I've done some research, read through the concept [of Bitcoin] and quickly got to the point where I felt that the only reasonable position would be to short such a bull market. [...]

... so I tried to contact Adam at to ask if they intended to implement a possibility to short the BTC. Due to the overload in mails they must have had, I never got an answer on my inquiry.

See the rookie mistake there? (If you don't, that's okay. After all, you weren't about to bet $50,000 on your incomplete understanding.) Bitcoin is a open source project that uses protocol that implements a currency. That's all it does: make sure that the ability to use Bitcoins, per its own published protocols, works. The people at -- the development team and volunteers updating the wiki -- don't run exchanges (like Mt. Gox) where you can convert bitcoins into dollars. Those are independently run by people who use Bitcoin.


So, this trader just did the equivalent of "trying to contact" the U.S. Mint to "ask if they intended to implement a possibility to short the US dollar", and then speculating that they must have been unable to answer his inquiry "due to the overload in mails they must have had" in this oh-so-heated market.

No, bright guy, they probably just didn't have time to talk to someone who didn't even understand the difference between a Bitcoin exchange (like Mt. Gox) and the Bitcoin project. Just like, I suppose, the U.S. Mint doesn't respond to inquiries misdirected people who ask them when they can short the dollar. (Note: it's not shorting the US dollar that's necessary misdirected, but asking the U.S. Mint about it.)
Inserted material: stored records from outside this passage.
//! Cloud-cover map reader.
//!
//! The external reducer rewrites an exchange file after every processed
//! frame. This component watches the file's mtime at 1 Hz, reparses it on
//! change, and republishes the map as an immutable snapshot behind a pointer
//! swap so the telemetry composer never blocks the reader. A map that has
//! not been refreshed within the configured window is marked stale.

use crate::error::{Error, Result};
use crate::types::{ChannelState, CloudMap, CloudZone};
use chrono::{DateTime, NaiveDateTime, Utc};
use parking_lot::RwLock;
use serde_json::json;
use std::fs;
use std::path::{Path, PathBuf};
use std::sync::atomic::{AtomicBool, Ordering};
use std::sync::Arc;
use std::thread::JoinHandle;
use std::time::{Duration, Instant, SystemTime};

/// Shared snapshot handle: producer swaps the inner `Arc`, consumers clone it.
pub type CloudSnapshot = Arc<RwLock<Arc<CloudMap>>>;

pub struct CloudageReader {
    snapshot: CloudSnapshot,
    shutdown: Arc<AtomicBool>,
    handle: Option<JoinHandle<()>>,
}

impl CloudageReader {
    pub fn spawn<P: AsRef<Path>>(sample_dir: P, file_name: &str, stale_secs: u64) -> Self {
        let snapshot: CloudSnapshot = Arc::new(RwLock::new(Arc::new(CloudMap::empty())));
        let shutdown = Arc::new(AtomicBool::new(false));

        let handle = {
            let snapshot = Arc::clone(&snapshot);
            let shutdown = Arc::clone(&shutdown);
            let sample_dir = sample_dir.as_ref().to_path_buf();
            let file_path = sample_dir.join(file_name);
            std::thread::Builder::new()
                .name("cloudage".to_string())
                .spawn(move || run(file_path, sample_dir, stale_secs, snapshot, shutdown))
                .expect("spawn cloudage thread")
        };

        Self {
            snapshot,
            shutdown,
            handle: Some(handle),
        }
    }

    /// Handle for consumers; cheap to clone into the publisher.
    pub fn snapshot(&self) -> CloudSnapshot {
        Arc::clone(&self.snapshot)
    }

    /// Latest map.
    pub fn map(&self) -> Arc<CloudMap> {
        Arc::clone(&self.snapshot.read())
    }

    pub fn stop(&mut self) {
        self.shutdown.store(true, Ordering::Relaxed);
        if let Some(h) = self.handle.take() {
            let _ = h.join();
        }
        log::info!("Cloudage reader: stopped");
    }
}

impl Drop for CloudageReader {
    fn drop(&mut self) {
        self.stop();
    }
}

fn run(
    file_path: PathBuf,
    sample_dir: PathBuf,
    stale_secs: u64,
    snapshot: CloudSnapshot,
    shutdown: Arc<AtomicBool>,
) {
    let stale_after = Duration::from_secs(stale_secs);
    let mut known_mtime: Option<SystemTime> = None;
    let mut last_change = Instant::now();

    while !shutdown.load(Ordering::Relaxed) {
        std::thread::sleep(Duration::from_secs(1));

        let mtime = fs::metadata(&file_path).and_then(|m| m.modified()).ok();
        match mtime {
            None => {
                publish_state(&snapshot, ChannelState::NoData);
            }
            Some(t) if known_mtime != Some(t) => {
                known_mtime = Some(t);
                last_change = Instant::now();
                match fs::read_to_string(&file_path)
                    .map_err(Error::from)
                    .and_then(|text| parse_exchange(&text))
                {
                    Ok(map) => {
                        if map.state == ChannelState::Ok {
                            if let Err(e) = save_mirror(&sample_dir, &map) {
                                log::warn!("cloudage mirror: {}", e);
                            }
                        }
                        *snapshot.write() = Arc::new(map);
                    }
                    Err(e) => {
                        log::warn!("cloudage: discarded exchange file: {}", e);
                        publish_state(&snapshot, ChannelState::NoData);
                    }
                }
            }
            Some(_) => {
                if last_change.elapsed() > stale_after {
                    let current = snapshot.read().state;
                    if current != ChannelState::Stale {
                        log::warn!(
                            "cloudage: no reducer update in {} s, map is stale",
                            stale_secs
                        );
                        publish_state(&snapshot, ChannelState::Stale);
                    }
                }
            }
        }
    }
}

fn publish_state(snapshot: &CloudSnapshot, state: ChannelState) {
    let mut guard = snapshot.write();
    if guard.state != state {
        let mut map = (**guard).clone();
        map.state = state;
        *guard = Arc::new(map);
    }
}

/// Parse the reducer exchange file.
///
/// `#` comments carry `ID`, `SITE lon lat alt` and `STEP az el`; the first
/// data line is the reducer state integer, the second the UTC timestamp,
/// every further line one `az el level` zone.
pub fn parse_exchange(text: &str) -> Result<CloudMap> {
    let mut map = CloudMap::empty();
    let mut az_step = None;
    let mut el_step = None;
    let mut data_line = 0usize;

    for raw in text.lines() {
        let line = raw.trim();
        if line.is_empty() {
            continue;
        }
        if let Some(comment) = line.strip_prefix('#') {
            let tokens: Vec<&str> = comment
                .split(|c: char| c.is_whitespace() || c == '=')
                .filter(|t| !t.is_empty())
                .collect();
            match tokens.first().map(|t| t.to_ascii_uppercase()).as_deref() {
                Some("ID") if tokens.len() >= 2 => map.id = tokens[1].to_string(),
                Some("SITE") if tokens.len() >= 4 => {
                    map.site = Some((
                        parse_num(tokens[1])?,
                        parse_num(tokens[2])?,
                        parse_num(tokens[3])?,
                    ));
                }
                Some("STEP") if tokens.len() >= 3 => {
                    az_step = Some(parse_num(tokens[1])?);
                    el_step = Some(parse_num(tokens[2])?);
                }
                _ => {}
            }
            continue;
        }

        data_line += 1;
        match data_line {
            1 => {
                map.reducer_state = line
                    .parse()
                    .map_err(|_| Error::Protocol(format!("reducer state '{}'", line)))?
            }
            2 => map.utc = line.to_string(),
            _ => {
                let tokens: Vec<&str> = line.split_whitespace().collect();
                if tokens.len() < 3 {
                    return Err(Error::Protocol(format!("zone line '{}'", line)));
                }
                map.zones.push(CloudZone {
                    azimuth: parse_num(tokens[0])?,
                    elevation: parse_num(tokens[1])?,
                    level: tokens[2]
                        .parse()
                        .map_err(|_| Error::Protocol(format!("zone level '{}'", tokens[2])))?,
                });
            }
        }
    }

    map.sort_zones();
    match (az_step, el_step) {
        (Some(az), Some(el)) if map.reducer_state == 0 => {
            map.az_step = az;
            map.el_step = el;
            map.state = ChannelState::Ok;
        }
        (az, el) => {
            map.az_step = az.unwrap_or(0.0);
            map.el_step = el.unwrap_or(0.0);
            map.state = ChannelState::NoData;
        }
    }
    Ok(map)
}

fn parse_num(token: &str) -> Result<f64> {
    token
        .parse()
        .map_err(|_| Error::Protocol(format!("number '{}'", token)))
}

/// Mirror a parsed map as a JSON diagnostic under
/// `CloudAge/Y<YYYY>/CA<YYYYMMDD>/CA<YYYYMMDD>T<HHMMSS>.json`.
fn save_mirror(sample_dir: &Path, map: &CloudMap) -> Result<()> {
    let utc = parse_iso(&map.utc)
        .ok_or_else(|| Error::Protocol(format!("timestamp '{}'", map.utc)))?;
    let day = format!("CA{}", utc.format("%Y%m%d"));
    let dir = sample_dir
        .join("CloudAge")
        .join(format!("Y{}", utc.format("%Y")))
        .join(&day);
    fs::create_dir_all(&dir)?;
    let path = dir.join(format!("{}T{}.json", day, utc.format("%H%M%S")));

    let mut doc = json!({
        "ID": map.id,
        "state": map.reducer_state,
        "utc": map.utc,
        "Step": { "Azimuth": map.az_step, "Elevation": map.el_step },
        "distribution": map
            .zones
            .iter()
            .map(|z| json!({ "azi": z.azimuth, "ele": z.elevation, "level": z.level }))
            .collect::<Vec<_>>(),
    });
    if let Some((lon, lat, alt)) = map.site {
        doc["GeoSite"] = json!({ "Longitude": lon, "Latitude": lat, "Altitude": alt });
    }
    fs::write(&path, serde_json::to_string_pretty(&doc)?)?;
    Ok(())
}

fn parse_iso(text: &str) -> Option<NaiveDateTime> {
    if let Ok(t) = NaiveDateTime::parse_from_str(text, "%Y-%m-%dT%H:%M:%S%.f") {
        return Some(t);
    }
    if let Ok(t) = NaiveDateTime::parse_from_str(text, "%Y-%m-%dT%H:%M:%S") {
        return Some(t);
    }
    DateTime::parse_from_rfc3339(text)
        .ok()
        .map(|t| t.with_timezone(&Utc).naive_utc())
}

#[cfg(test)]
mod tests {
    use super::*;

    const SAMPLE: &str = "\
# ID = ALLSKY-5606
# SITE = 80.03 32.32 5100
# STEP = 30 20
0
2026-08-02T14:30:00
0 80 1
30 80 2
0 60 8
30 60 9
";

    #[test]
    fn exchange_file_parses_and_sorts() {
        let map = parse_exchange(SAMPLE).unwrap();
        assert_eq!(map.state, ChannelState::Ok);
        assert_eq!(map.id, "ALLSKY-5606");
        assert_eq!(map.site, Some((80.03, 32.32, 5100.0)));
        assert_eq!(map.az_step, 30.0);
        assert_eq!(map.el_step, 20.0);
        assert_eq!(map.utc, "2026-08-02T14:30:00");
        assert_eq!(map.zones.len(), 4);
        // descending elevation, ascending azimuth
        assert_eq!(map.zones[0].elevation, 80.0);
        assert_eq!(map.zones[0].azimuth, 0.0);
        assert_eq!(map.zones[3].level, 9);
        assert_eq!(map.cover_per_mille(), 500);
    }

    #[test]
    fn nonzero_reducer_state_is_no_data() {
        let text = SAMPLE.replacen("\n0\n", "\n2\n", 1);
        let map = parse_exchange(&text).unwrap();
        assert_eq!(map.reducer_state, 2);
        assert_eq!(map.state, ChannelState::NoData);
    }

    #[test]
    fn missing_step_is_no_data() {
        let text = SAMPLE.replace("# STEP = 30 20\n", "");
        let map = parse_exchange(&text).unwrap();
        assert_eq!(map.state, ChannelState::NoData);
    }

    #[test]
    fn malformed_zone_is_rejected() {
        let text = format!("{}garbage line\n", SAMPLE);
        assert!(parse_exchange(&text).is_err());
    }

    #[test]
    fn mirror_path_layout() {
        let dir = tempfile::tempdir().unwrap();
        let map = parse_exchange(SAMPLE).unwrap();
        save_mirror(dir.path(), &map).unwrap();
        let path = dir
            .path()
            .join("CloudAge/Y2026/CA20260802/CA20260802T143000.json");
        let text = fs::read_to_string(path).unwrap();
        let doc: serde_json::Value = serde_json::from_str(&text).unwrap();
        assert_eq!(doc["ID"], "ALLSKY-5606");
        assert_eq!(doc["distribution"].as_array().unwrap().len(), 4);
        assert_eq!(doc["GeoSite"]["Altitude"], 5100.0);
    }

    #[test]
    fn reader_goes_stale_without_updates() {
        let dir = tempfile::tempdir().unwrap();
        fs::write(dir.path().join("cloudage.txt"), SAMPLE).unwrap();
        let mut reader = CloudageReader::spawn(dir.path(), "cloudage.txt", 2);

        // first tick parses the file
        std::thread::sleep(Duration::from_millis(1500));
        assert_eq!(reader.map().state, ChannelState::Ok);

        // no further updates: stale after the configured 2 s
        std::thread::sleep(Duration::from_millis(2600));
        assert_eq!(reader.map().state, ChannelState::Stale);
        assert_eq!(reader.map().zones.len(), 4);
        reader.stop();
    }
}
The blogger, Tracy Alloway, didn't seem to do any better. He added:

We like the currency trader’s rather more nuanced take ...

Nuanced? Yikes. I just hope traders -- and financial journalists -- have a better understanding of their normal playground than they do about Bitcoin.


Beryl Ostting said...

I notice a lot of BitCoin fans make a huge deal out of how people mistake MtGox for the protocol. It's true, it's a mistake. But it would be more interesting to investigate the reasons why this trader felt BitCoin is such a self-evident short.
Perhaps he did some back-of-the-napkin math about the number of bitcoins outstanding vs. the daily trade volume and was able to conclude there is a large chance of a crash.
He might be able to feel that intuitively from parallel situations in his career, having seen it occur in the past with much-hyped stocks with a small free float.
For instance.
And then he makes a rookie mistake conflating the protocol for the exchange, and *that's* the only thing the coinheads can hear.

Silas Barta said...

It's not just that he conflated the two, but that he didn't do enough research to have even a passing familiarity with something that he was ready to bet on.

Anonymous said...

There is an Adam who works at Mt. Gox and is vocal on the forums. I'd bet that's who he tried to contact and just misspoke or was misquoted in the interview.

digital signatures said...

Actually, Bitcoin values have proved remarkably resilient –the exchange rate back at around US $17.30 per coin, according to Monday trade data from Mt.Gox. As blogger and MIT grad Star Simpson notes.

Beryl Ostting said...

@Digital Signatures: Yes, remarkably resilient. Does "MIT grad Star Simpson" have any more insightful remarks with the benefit of hindsight?